The voice on the other end proposed tha
Posted: Wed Jul 09, 2025 6:35 am
t we meet in their club, in the basement of Paris Gare de l’Est. We passed through a glass door marked “No Access” to discover a cavern of rooms filled with vintage railway posters, books, and the biggest working model train set I’ve ever seen. Our informants—a pair of retired French railway employees—were waiting.
We explained what we were looking for, and what SNCF had told us. A glint appeared in the two gentlemen’s eyes. The elder of the pair leaned forward. “They think they destroyed the archives,” he said. “We took ‘em home. We’ve got ‘em.”
Resources
Play The Last Express, preserved at Internet Archive and phone number list emulated in the browser.

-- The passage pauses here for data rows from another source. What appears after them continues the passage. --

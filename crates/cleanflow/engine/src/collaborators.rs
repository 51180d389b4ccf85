//! External collaborators the engine depends on
//!
//! All of them are injected through [`Collaborators`] when an engine is
//! built; nothing is looked up from global state.

use async_trait::async_trait;
use chrono::{DateTime, Utc};
use cleanflow_types::{AreaId, CleaningRunRecord, RunId};
use std::sync::Arc;

pub use cleanflow_types::Catalog;

/// Errors reported by a [`Repository`] implementation
#[derive(Debug, Clone, PartialEq, Eq, thiserror::Error)]
pub enum RepositoryError {
    /// Store not reachable (network down, service unavailable)
    #[error("store unavailable: {0}")]
    Unavailable(String),

    /// Store reachable but refused the write
    #[error("write rejected: {0}")]
    Rejected(String),
}

/// Remote document store for run records
#[async_trait]
pub trait Repository: Send + Sync {
    /// Persist a run record. Saving the same record id twice overwrites it.
    async fn save(&self, record: &CleaningRunRecord) -> Result<(), RepositoryError>;

    /// Load a previously saved record
    async fn find(&self, id: &RunId) -> Result<Option<CleaningRunRecord>, RepositoryError>;

    /// All records saved for an area, newest first
    async fn list_for_area(
        &self,
        area_id: &AreaId,
    ) -> Result<Vec<CleaningRunRecord>, RepositoryError>;
}

/// Source of the current time
pub trait Clock: Send + Sync {
    fn now(&self) -> DateTime<Utc>;
}

/// Source of fresh unique ids
pub trait IdGenerator: Send + Sync {
    fn new_id(&self) -> String;
}

/// The injected dependencies of a workflow engine.
///
/// Cloning is cheap; every collaborator sits behind an `Arc`.
#[derive(Clone)]
pub struct Collaborators {
    pub catalog: Arc<dyn Catalog>,
    pub repository: Arc<dyn Repository>,
    pub clock: Arc<dyn Clock>,
    pub ids: Arc<dyn IdGenerator>,
}

impl Collaborators {
    pub fn new(
        catalog: Arc<dyn Catalog>,
        repository: Arc<dyn Repository>,
        clock: Arc<dyn Clock>,
        ids: Arc<dyn IdGenerator>,
    ) -> Self {
        Self {
            catalog,
            repository,
            clock,
            ids,
        }
    }
}

impl std::fmt::Debug for Collaborators {
    fn fmt(&self, f: &mut std::fmt::Formatter<'_>) -> std::fmt::Result {
        f.debug_struct("Collaborators").finish_non_exhaustive()
    }
}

Play Prince of Persia, preserved at Internet Archive and emulated in the browser.
Learn more about Mechner and his body of work at https://www.jordanmechner.com/
If you’ve played The Last Express, you know that they came through for us. Our Smoking Car Productions team in San Francisco was able to spend the next four years creating a faithful interactive 3D recreation of the historic luxury train, thanks to two trainmen in Paris who’d preserved a part of their company’s legacy that management didn’t consider worth saving.
Thirty years later, The Last Express has in its turn become a relic. The cutting-edge 1990s technology we used to model and render the train is now antiquated, like 1890s steam engines. Today, retro-computing enthusiasts, academics, online libraries and archives volunteer their resources to curate and preserve games like The Last Express, and the documents and artifacts that contain the behind-the-scenes stories of how they were made.
Sadly (but unsurprisingly), it’s rare for game development studios and media companies who own the underlying materials to prioritize preservation of their legacies any more than the SNCF did in the 1970s. Old server backups are routinely deleted. Internal information about a title’s development is often unfindable a decade later even if management asks for it.
As a game developer, I’ve been in the rare and fortunate position of being able to archive and share source code, assets and development materials from many of my games. One reason is that my publishing contracts let me keep the copyrights (unusual even in the 1980s, almost unheard of today). In 2012, the Strong National Museum of Play agreed to receive a large pile of cartons that were taking up significant shelf space in my garage. When I turned up a long-lost box of 3.5” floppy disks containing Prince of Persia’s 1989 source code, a team of experts descended on my house with a carful of
We explained what we were looking for, and what SNCF had told us. A glint appeared in the two gentlemen’s eyes. The elder of the pair leaned forward. “They think they destroyed the archives,” he said. “We took ‘em home. We’ve got ‘em.”
Resources
Play The Last Express, preserved at Internet Archive and phone number list emulated in the browser.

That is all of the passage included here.